KnowYourNut Team··8 min read

Most business owners check their bank balance. Some check it obsessively, multiple times a day, using it as a proxy for "how is my business doing?" The bank balance is not nothing, but by itself, it's like checking your car's gas gauge and ignoring the engine light, the oil pressure, and the temperature.

Your bank balance tells you one thing: how much cash is in the account right now. It doesn't tell you how much is committed to bills next week, whether customers are paying on time, or whether you're actually making money on the work you're doing.

Five numbers. Fifteen minutes. Every Monday morning, before you open your email or take your first call. This practice is the closest thing to a cheat code in small business finance.

1. Cash Balance (The Real One)

Yes, start with cash. But not just the number in your bank app.

Your real cash position is:

Cash in all business accounts Minus: Outstanding checks and pending payments Minus: Payroll due this week Minus: Any auto-payments scheduled before your next deposit Equals: Available cash

A business owner with $47,000 in the bank on Monday who has $18,000 in payroll hitting Wednesday, $6,500 in auto-payments Thursday, and $3,200 in checks that haven't cleared doesn't have $47,000. They have $19,300.

That distinction has kept business owners from making spending decisions they regret.

What to do if it's off: if available cash is below two weeks of operating expenses, you're in the danger zone. Delay any non-essential spending. Follow up on outstanding invoices immediately. If you see a pattern of cash dropping to dangerous levels at the same point each month, you have a structural cash flow problem that needs deeper investigation.

Try tracking this alongside our Cash Flow Calculator to spot patterns over time.

2. Accounts Receivable Aging

If you sell on credit or send invoices (and most B2B service businesses do), this number tells you how much money is owed to you and, critically, how old those debts are getting.

AR aging is typically broken into buckets:

  • Current (0-30 days): Normal. Invoices are within terms.
  • 31-60 days: Attention needed. A friendly reminder is appropriate.
  • 61-90 days: Problem. Direct phone call, not email. Something is wrong.
  • 90+ days: Collection risk. Probability of payment drops to roughly 70-75% at 90 days and below 50% at 120 days.
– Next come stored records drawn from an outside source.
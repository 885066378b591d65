//! # Example: link_keeper
//!
//! A tiny link shortener supervised by [`Application`].
//!
//! Shows how to:
//! - Implement [`Service`] for an externally owned dependency (an in-memory link store).
//! - Keep it alive with [`ServiceKeeper`] (init, periodic ping, bounded close).
//! - Run a main task that works until the [`HaltSignal`] fires.
//! - Attach the built-in [`LogWriter`] and exit non-zero when the run fails.
//!
//! ## Flow
//! ```text
//! Application::run()
//!     ├─► ServiceKeeper::init()  ──► LinkStore::init()
//!     ├─► ServiceKeeper::watch() ──► LinkStore::ping() every ping period
//!     ├─► shortener loop: save + resolve links until halted
//!     │     └─► Ctrl-C / SIGTERM ──► halt ──► loop returns
//!     └─► ServiceKeeper::release() ──► LinkStore::close()
//! ```
//!
//! ## Run
//! ```bash
//! RUST_LOG=info cargo run --example link_keeper
//! ```

use std::collections::HashMap;
use std::sync::Arc;
use std::time::Duration;

use async_trait::async_trait;
use tokio::sync::RwLock;
use tracing::info;
use tracing_subscriber::EnvFilter;

use appvisor::{
    AppConfig, AppError, Application, Context, HaltSignal, KeeperConfig, LogWriter, MainFn,
    Service, ServiceKeeper, Subscribe,
};

const ALPHABET: &[u8] = b"0123456789abcdefghijklmnopqrstuvwxyzABCDEFGHIJKLMNOPQRSTUVWXYZ";

/// Strips the scheme, a leading `www.` and trailing slashes.
fn normalize(link: &str) -> &str {
    let link = link
        .strip_prefix("http://")
        .or_else(|| link.strip_prefix("https://"))
        .unwrap_or(link);
    let link = link.strip_prefix("www.").unwrap_or(link);
    link.trim_end_matches('/')
}

fn encode(mut n: u64) -> String {
    let mut out = Vec::new();
    loop {
        out.push(ALPHABET[(n % ALPHABET.len() as u64) as usize]);
        n /= ALPHABET.len() as u64;
        if n == 0 {
            break;
        }
    }
    out.reverse();
    String::from_utf8_lossy(&out).into_owned()
}

#[derive(Default)]
struct Links {
    open: bool,
    next_id: u64,
    by_short: HashMap<String, String>,
}

/// In-memory link store.
#[derive(Default)]
struct LinkStore {
    inner: RwLock<Links>,
}

impl LinkStore {
    async fn save(&self, full: &str) -> Result<String, AppError> {
        let mut links = self.inner.write().await;
        if !links.open {
            return Err(AppError::fail("link store is closed"));
        }
        links.next_id += 1;
        let short = encode(links.next_id + 10_000);
        links.by_short.insert(short.clone(), normalize(full).to_string());
        Ok(short)
    }

    async fn resolve(&self, short: &str) -> Result<String, AppError> {
        self.inner
            .read()
            .await
            .by_short
            .get(short)
            .cloned()
            .ok_or_else(|| AppError::fail(format!("link {short} not found")))
    }
}

#[async_trait]
impl Service for LinkStore {
    fn name(&self) -> &str {
        "link-store"
    }

    async fn init(&self, _ctx: Context) -> Result<(), AppError> {
        self.inner.write().await.open = true;
        info!("link store opened");
        Ok(())
    }

    async fn ping(&self, _ctx: Context) -> Result<(), AppError> {
        let links = self.inner.read().await;
        if !links.open {
            return Err(AppError::fail("link store is closed"));
        }
        info!(links = links.by_short.len(), "link store healthy");
        Ok(())
    }

    async fn close(&self) -> Result<(), AppError> {
        let mut links = self.inner.write().await;
        links.open = false;
        info!(links = links.by_short.len(), "link store closed");
        Ok(())
    }
}

async fn shorten_until_halted(store: Arc<LinkStore>, halt: HaltSignal) -> Result<(), AppError> {
    const SOURCES: [&str; 4] = [
        "https://www.rust-lang.org/",
        "https://docs.rs/tokio",
        "http://crates.io/crates/tracing/",
        "https://github.com/tokio-rs/tokio",
    ];

    let mut tick = tokio::time::interval(Duration::from_millis(500));
    for source in SOURCES.iter().cycle() {
        tokio::select! {
            _ = halt.halted() => break,
            _ = tick.tick() => {
                let short = store.save(source).await?;
                let full = store.resolve(&short).await?;
                info!(%short, %full, "link shortened");
            }
        }
    }
    Ok(())
}

#[tokio::main]
async fn main() -> anyhow::Result<()> {
    tracing_subscriber::fmt()
        .with_env_filter(EnvFilter::try_from_default_env().unwrap_or_else(|_| "info".into()))
        .init();

    let store = Arc::new(LinkStore::default());
    let keeper = ServiceKeeper::new(
        KeeperConfig {
            ping_period: Duration::from_secs(5),
            shutdown_timeout: Duration::from_secs(10),
            ..KeeperConfig::default()
        },
        vec![store.clone() as Arc<dyn Service>],
    );

    let subs: Vec<Arc<dyn Subscribe>> = vec![Arc::new(LogWriter::new())];
    let app = Application::builder(AppConfig {
        termination_timeout: Duration::from_secs(10),
        ..AppConfig::default()
    })
    .with_resources(Arc::new(keeper))
    .with_subscribers(subs)
    .with_main(MainFn::arc("shortener", move |_ctx: Context, halt: HaltSignal| {
        shorten_until_halted(store.clone(), halt)
    }))
    .build();

    app.run().await?;
    Ok(())
}
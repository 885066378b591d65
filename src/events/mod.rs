//! Lifecycle events: types and broadcast bus.
//!
//! This module groups the event **data model** and the **bus** used to
//! publish/subscribe to lifecycle events emitted by the application supervisor
//! and the subscriber workers.
//!
//! ## Contents
//! - [`EventKind`], [`Event`] event classification and payload metadata
//! - [`Bus`] thin wrapper over `tokio::sync::broadcast`
//!
//! ## Quick reference
//! - **Publishers**: `Application::run`, the resource watcher, the halt watcher,
//!   `SubscriberSet` workers (overflow/panic).
//! - **Consumers**: the application's event listener, which fans out to `SubscriberSet`.

mod bus;
mod event;

pub use bus::Bus;
pub use event::{Event, EventKind};
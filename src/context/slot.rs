//! First-write-wins error slot shared by a supervisor and its scope context.

use std::sync::Mutex;

use crate::error::AppError;

/// Holds the first error recorded during a run; later errors are discarded.
#[derive(Debug, Default)]
pub(crate) struct ErrorSlot {
    inner: Mutex<Option<AppError>>,
}

impl ErrorSlot {
    /// Records `err` if nothing was recorded yet. Returns `true` if it was stored.
    pub(crate) fn record(&self, err: AppError) -> bool {
        let mut slot = self.inner.lock().unwrap_or_else(|p| p.into_inner());
        if slot.is_some() {
            return false;
        }
        *slot = Some(err);
        true
    }

    /// Records the error of `res`, if any.
    pub(crate) fn record_result<T>(&self, res: Result<T, AppError>) {
        if let Err(err) = res {
            self.record(err);
        }
    }

    /// The recorded error, if any.
    pub(crate) fn get(&self) -> Option<AppError> {
        self.inner
            .lock()
            .unwrap_or_else(|p| p.into_inner())
            .clone()
    }
}

#[cfg(test)]
mod tests {
    use super::*;

    #[test]
    fn test_first_write_wins() {
        let slot = ErrorSlot::default();
        assert!(slot.get().is_none());
        slot.record_result::<()>(Ok(()));
        assert!(slot.get().is_none());

        assert!(slot.record(AppError::TerminationTimeout));
        assert!(!slot.record(AppError::WrongState));
        slot.record_result::<()>(Err(AppError::Canceled));
        assert_eq!(slot.get(), Some(AppError::TerminationTimeout));
    }
}
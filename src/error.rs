//! Error types used by the appvisor runtime, the resource keeper and collaborators.
//!
//! This module defines:
//!
//! - [`AppError`]: the closed set of failures the runtime can report.
//! - [`AggregateError`]: every failure collected from one concurrent fan-out.
//!
//! Matching is structural: use the classification helpers ([`AppError::is_shutdown`],
//! [`AppError::is_timeout`], [`AppError::is_wrong_state`]) or `matches!` on the variant.
//! [`AppError::as_label`] gives a stable snake_case label for logs/metrics.

use std::fmt;
use std::time::Duration;
use thiserror::Error;

/// # Errors produced by the appvisor runtime.
///
/// Runtime failures (`WrongState`, `MainOmitted`, `TerminationTimeout`, ...) and failures of
/// collaborators (`Fail`) share one enum so that the first error of a run can be recorded
/// and surfaced regardless of where it came from.
#[non_exhaustive]
#[derive(Error, Debug, Clone, PartialEq, Eq)]
pub enum AppError {
    /// A lifecycle method was invoked out of order.
    #[error("wrong application state")]
    WrongState,

    /// [`Application::run`](crate::Application::run) was called without a main task.
    #[error("main function is omitted")]
    MainOmitted,

    /// Non-fatal marker: the application finished shutting down without any other error.
    #[error("application is in shutdown state")]
    Shutdown,

    /// The main task did not finish within the termination timeout after a halt.
    #[error("termination timeout")]
    TerminationTimeout,

    /// A bounded operation did not finish before its deadline.
    #[error("deadline exceeded after {timeout:?}")]
    DeadlineExceeded {
        /// The bound that was exceeded.
        timeout: Duration,
    },

    /// The context was cancelled explicitly.
    #[error("context cancelled")]
    Canceled,

    /// An operation panicked; the panic payload is kept as text.
    #[error("unhandled error: {error}")]
    Unhandled {
        /// Panic message.
        error: String,
    },

    /// A collaborator (service, main task) failed.
    #[error("{error}")]
    Fail {
        /// The underlying error message.
        error: String,
    },

    /// Several operations of one fan-out failed.
    #[error(transparent)]
    Aggregate(#[from] AggregateError),
}

impl AppError {
    /// Wraps any displayable error into [`AppError::Fail`].
    ///
    /// # Example
    /// ```
    /// use appvisor::AppError;
    ///
    /// let err = AppError::fail("connection refused");
    /// assert_eq!(err.to_string(), "connection refused");
    /// assert_eq!(err.as_label(), "app_fail");
    /// ```
    pub fn fail(error: impl fmt::Display) -> Self {
        AppError::Fail {
            error: error.to_string(),
        }
    }

    /// Returns a short stable label (snake_case) for use in logs/metrics.
    pub fn as_label(&self) -> &'static str {
        match self {
            AppError::WrongState => "app_wrong_state",
            AppError::MainOmitted => "app_main_omitted",
            AppError::Shutdown => "app_shutdown",
            AppError::TerminationTimeout => "app_termination_timeout",
            AppError::DeadlineExceeded { .. } => "app_deadline_exceeded",
            AppError::Canceled => "app_canceled",
            AppError::Unhandled { .. } => "app_unhandled",
            AppError::Fail { .. } => "app_fail",
            AppError::Aggregate(_) => "app_aggregate",
        }
    }

    /// `true` for the shutdown-in-progress marker.
    pub fn is_shutdown(&self) -> bool {
        matches!(self, AppError::Shutdown)
    }

    /// `true` for the out-of-order lifecycle call failure.
    pub fn is_wrong_state(&self) -> bool {
        matches!(self, AppError::WrongState)
    }

    /// `true` for failures caused by an elapsed bound
    /// ([`TerminationTimeout`](AppError::TerminationTimeout) or
    /// [`DeadlineExceeded`](AppError::DeadlineExceeded)).
    pub fn is_timeout(&self) -> bool {
        matches!(
            self,
            AppError::TerminationTimeout | AppError::DeadlineExceeded { .. }
        )
    }
}

impl From<std::io::Error> for AppError {
    fn from(err: std::io::Error) -> Self {
        AppError::fail(err)
    }
}

/// # Failures collected from one concurrent fan-out.
///
/// Entries appear in completion order. An empty aggregate is never returned as an error
/// by [`ParallelRun::join`](crate::ParallelRun::join).
#[derive(Debug, Clone, Default, PartialEq, Eq)]
pub struct AggregateError {
    errors: Vec<AppError>,
}

impl AggregateError {
    /// Creates an aggregate from already collected failures.
    pub fn new(errors: Vec<AppError>) -> Self {
        Self { errors }
    }

    /// Appends one failure.
    pub fn push(&mut self, err: AppError) {
        self.errors.push(err);
    }

    /// Collected failures.
    pub fn errors(&self) -> &[AppError] {
        &self.errors
    }

    /// Number of collected failures.
    pub fn len(&self) -> usize {
        self.errors.len()
    }

    /// `true` when nothing failed.
    pub fn is_empty(&self) -> bool {
        self.errors.is_empty()
    }

    /// Converts into `Ok(())` when empty, `Err(self)` otherwise.
    pub fn into_result(self) -> Result<(), AggregateError> {
        if self.is_empty() { Ok(()) } else { Err(self) }
    }
}

impl fmt::Display for AggregateError {
    fn fmt(&self, f: &mut fmt::Formatter<'_>) -> fmt::Result {
        if self.errors.is_empty() {
            return f.write_str("something went wrong");
        }
        f.write_str("the following errors occurred:")?;
        for err in &self.errors {
            write!(f, "\n{err}")?;
        }
        Ok(())
    }
}

impl std::error::Error for AggregateError {}

#[cfg(test)]
mod tests {
    use super::*;

    #[test]
    fn test_aggregate_lists_every_message() {
        let agg = AggregateError::new(vec![AppError::fail("db down"), AppError::WrongState]);
        assert_eq!(
            agg.to_string(),
            "the following errors occurred:\ndb down\nwrong application state"
        );
        assert_eq!(agg.len(), 2);
    }

    #[test]
    fn test_empty_aggregate_is_ok() {
        assert!(AggregateError::default().into_result().is_ok());
    }

    #[test]
    fn test_classification() {
        assert!(AppError::Shutdown.is_shutdown());
        assert!(AppError::TerminationTimeout.is_timeout());
        assert!(
            AppError::DeadlineExceeded {
                timeout: Duration::from_secs(1)
            }
            .is_timeout()
        );
        assert!(!AppError::Canceled.is_timeout());
        assert!(AppError::WrongState.is_wrong_state());
    }

    #[test]
    fn test_labels_are_stable() {
        let err: AppError = AggregateError::new(vec![AppError::Canceled]).into();
        assert_eq!(err.as_label(), "app_aggregate");
        assert_eq!(
            AppError::Unhandled {
                error: "boom".into()
            }
            .to_string(),
            "unhandled error: boom"
        );
    }
}
//! # LogWriter: lifecycle events as `tracing` records.
//!
//! A subscriber that renders every [`Event`] through `tracing` under the `appvisor` target.
//! Install any `tracing` subscriber (e.g. `tracing_subscriber::fmt`) to see the output.
//!
//! ## Example output
//! ```text
//! INFO appvisor: starting application
//! INFO appvisor: resources ready init_timeout_ms=15000
//! INFO appvisor: termination signal received
//! INFO appvisor: halting application
//! WARN appvisor: main task ignored halt timeout_ms=1000
//! INFO appvisor: shutting down application
//! INFO appvisor: application stopped
//! ```

use async_trait::async_trait;
use tracing::{error, info, warn};

use crate::events::{Event, EventKind};
use crate::subscribers::Subscribe;

/// Event writer subscriber.
#[derive(Default)]
pub struct LogWriter;

impl LogWriter {
    /// Construct a new [`LogWriter`].
    #[must_use]
    pub fn new() -> Self {
        Self
    }
}

#[async_trait]
impl Subscribe for LogWriter {
    async fn on_event(&self, e: &Event) {
        let reason = e.reason.as_deref();
        let source = e.source.as_deref().unwrap_or("unknown");
        match e.kind {
            EventKind::AppStarting => info!(target: "appvisor", seq = e.seq, "starting application"),
            EventKind::ResourcesReady => {
                info!(target: "appvisor", init_timeout_ms = e.timeout_ms, "resources ready")
            }
            EventKind::ResourcesFailed => {
                error!(target: "appvisor", reason, "resource initialization failed")
            }
            EventKind::WatcherStarted => info!(target: "appvisor", "starting resource watcher"),
            EventKind::WatcherExited => match reason {
                Some(reason) => warn!(target: "appvisor", reason, "resource watcher failed"),
                None => info!(target: "appvisor", "resource watcher stopped"),
            },
            EventKind::MainExited => match reason {
                Some(reason) => warn!(target: "appvisor", main = source, reason, "main task failed"),
                None => info!(target: "appvisor", main = source, "main task finished"),
            },
            EventKind::SignalReceived => info!(target: "appvisor", "termination signal received"),
            EventKind::HaltRequested => info!(target: "appvisor", "halting application"),
            EventKind::ShutdownRequested => info!(target: "appvisor", "shutting down application"),
            EventKind::TerminationTimeout => {
                warn!(target: "appvisor", timeout_ms = e.timeout_ms, "main task ignored halt")
            }
            EventKind::ResourcesReleased => match reason {
                Some(reason) => warn!(target: "appvisor", reason, "resource release failed"),
                None => info!(target: "appvisor", "resources released"),
            },
            EventKind::AppStopped => match reason {
                Some(reason) => error!(target: "appvisor", reason, "application stopped with error"),
                None => info!(target: "appvisor", "application stopped"),
            },
            EventKind::SubscriberOverflow => {
                warn!(target: "appvisor", subscriber = source, reason, "subscriber dropped event")
            }
            EventKind::SubscriberPanicked => {
                error!(target: "appvisor", subscriber = source, reason, "subscriber panicked")
            }
        }
    }

    fn name(&self) -> &'static str {
        "LogWriter"
    }
}
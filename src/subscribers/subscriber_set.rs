//! # Non-blocking event fan-out to multiple subscribers.
//!
//! Provides [`SubscriberSet`] distributing events to multiple subscribers
//! concurrently without blocking the publisher.
//!
//! ## Architecture
//! ```text
//! emit(event)
//!     │
//!     ├──► [queue 1] ──► worker 1 ──► subscriber1.on_event()
//!     │    (bounded)         └──────► panic → SubscriberPanicked
//!     ├──► [queue 2] ──► worker 2 ──► subscriber2.on_event()
//!     │    (bounded)
//!     └──► [queue N] ──► worker N ──► subscriberN.on_event()
//!          (bounded)
//! ```
//!
//! ## Rules
//! - **No cross-subscriber ordering**: subscriber A may process event N while B processes N+5
//! - **Overflow**: event dropped for that subscriber only, `SubscriberOverflow` published
//! - **Non-blocking**: `emit()` returns immediately (uses `try_send`)
//! - **Per-subscriber FIFO**: each subscriber sees events in order
//!
//! **Warning**: `AssertUnwindSafe` is used, which can leave shared state inconsistent
//! if a subscriber uses `Arc<Mutex<T>>` and panics while holding the lock.

use std::sync::Arc;

use futures::FutureExt;
use tokio::{sync::mpsc, task::JoinHandle};

use crate::core::parallel::panic_message;
use crate::events::{Bus, Event};
use crate::subscribers::Subscribe;

/// Per-subscriber channel metadata.
struct SubscriberChannel {
    name: &'static str,
    sender: mpsc::Sender<Arc<Event>>,
}

/// Fan-out coordinator for multiple event subscribers.
pub struct SubscriberSet {
    channels: Vec<SubscriberChannel>,
    workers: Vec<JoinHandle<()>>,
    bus: Bus,
}

impl SubscriberSet {
    /// Creates a new set and spawns one worker task per subscriber.
    ///
    /// Must be called within a Tokio runtime.
    #[must_use]
    pub fn new(subs: Vec<Arc<dyn Subscribe>>, bus: Bus) -> Self {
        let mut channels = Vec::with_capacity(subs.len());
        let mut workers = Vec::with_capacity(subs.len());

        for sub in subs {
            let cap = sub.queue_capacity().max(1);
            let name = sub.name();
            let (tx, mut rx) = mpsc::channel::<Arc<Event>>(cap);
            let bus_for_worker = bus.clone();

            let handle = tokio::spawn(async move {
                while let Some(ev) = rx.recv().await {
                    let fut = sub.on_event(ev.as_ref());
                    if let Err(panic_err) = std::panic::AssertUnwindSafe(fut).catch_unwind().await {
                        bus_for_worker
                            .publish(Event::subscriber_panicked(sub.name(), panic_message(&*panic_err)));
                    }
                }
            });
            channels.push(SubscriberChannel { name, sender: tx });
            workers.push(handle);
        }
        Self {
            channels,
            workers,
            bus,
        }
    }

    /// Number of subscribers in the set.
    pub fn len(&self) -> usize {
        self.channels.len()
    }

    /// `true` when no subscriber is registered.
    pub fn is_empty(&self) -> bool {
        self.channels.is_empty()
    }

    /// Emits an event to all subscribers (clones the event once).
    pub fn emit(&self, event: &Event) {
        self.emit_arc(Arc::new(event.clone()));
    }

    /// Emits a pre-allocated `Arc<Event>` to all subscribers.
    ///
    /// `SubscriberOverflow` events are not re-published if they themselves overflow.
    pub fn emit_arc(&self, event: Arc<Event>) {
        let is_overflow_evt = event.is_subscriber_overflow();

        for channel in &self.channels {
            let reason = match channel.sender.try_send(Arc::clone(&event)) {
                Ok(()) => continue,
                Err(mpsc::error::TrySendError::Full(_)) => "full",
                Err(mpsc::error::TrySendError::Closed(_)) => "closed",
            };
            if !is_overflow_evt {
                self.bus
                    .publish(Event::subscriber_overflow(channel.name, reason));
            }
        }
    }

    /// Gracefully shuts down all subscriber workers.
    ///
    /// Drops every sender, then awaits the workers draining their queues.
    pub async fn shutdown(self) {
        drop(self.channels);

        for h in self.workers {
            let _ = h.await;
        }
    }
}

#[cfg(test)]
mod tests {
    use super::*;
    use crate::events::EventKind;
    use async_trait::async_trait;
    use tokio::sync::Mutex;

    struct Recorder {
        seen: Arc<Mutex<Vec<EventKind>>>,
    }

    #[async_trait]
    impl Subscribe for Recorder {
        async fn on_event(&self, event: &Event) {
            self.seen.lock().await.push(event.kind);
        }

        fn name(&self) -> &'static str {
            "recorder"
        }
    }

    struct Exploder;

    #[async_trait]
    impl Subscribe for Exploder {
        async fn on_event(&self, _event: &Event) {
            panic!("subscriber blew up");
        }

        fn name(&self) -> &'static str {
            "exploder"
        }
    }

    #[tokio::test]
    async fn test_events_reach_subscribers_in_order() {
        let seen = Arc::new(Mutex::new(Vec::new()));
        let set = SubscriberSet::new(
            vec![Arc::new(Recorder { seen: seen.clone() })],
            Bus::new(16),
        );
        assert_eq!(set.len(), 1);

        set.emit(&Event::new(EventKind::AppStarting));
        set.emit(&Event::new(EventKind::AppStopped));
        set.shutdown().await;

        assert_eq!(
            *seen.lock().await,
            vec![EventKind::AppStarting, EventKind::AppStopped]
        );
    }

    #[tokio::test]
    async fn test_panicking_subscriber_is_reported() {
        let bus = Bus::new(16);
        let mut rx = bus.subscribe();
        let set = SubscriberSet::new(vec![Arc::new(Exploder)], bus);

        set.emit(&Event::new(EventKind::AppStarting));
        set.shutdown().await;

        let ev = rx.recv().await.unwrap();
        assert_eq!(ev.kind, EventKind::SubscriberPanicked);
        assert_eq!(ev.source.as_deref(), Some("exploder"));
        assert_eq!(ev.reason.as_deref(), Some("subscriber blew up"));
    }
}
The number to watch weekly is the percentage of your total AR that's over 60 days. If that percentage is growing, you're not getting paid fast enough, and it will hit your cash position within the next month.

Here's an example that plays out constantly. A contractor has $120,000 in outstanding invoices. Sounds healthy. But $45,000 of that is over 90 days from three clients who keep saying "the check is in the mail." That $45,000 may never arrive. Counting it as an asset is dangerous.

What to do if it's off: for invoices approaching 60 days, pick up the phone. Don't email. Emails get ignored. Calls get answered. Ask directly: "Is there a problem with the invoice? When can I expect payment?" Most late payments aren't malicious. They're administrative. The invoice went to the wrong person, or it's sitting in someone's approval queue.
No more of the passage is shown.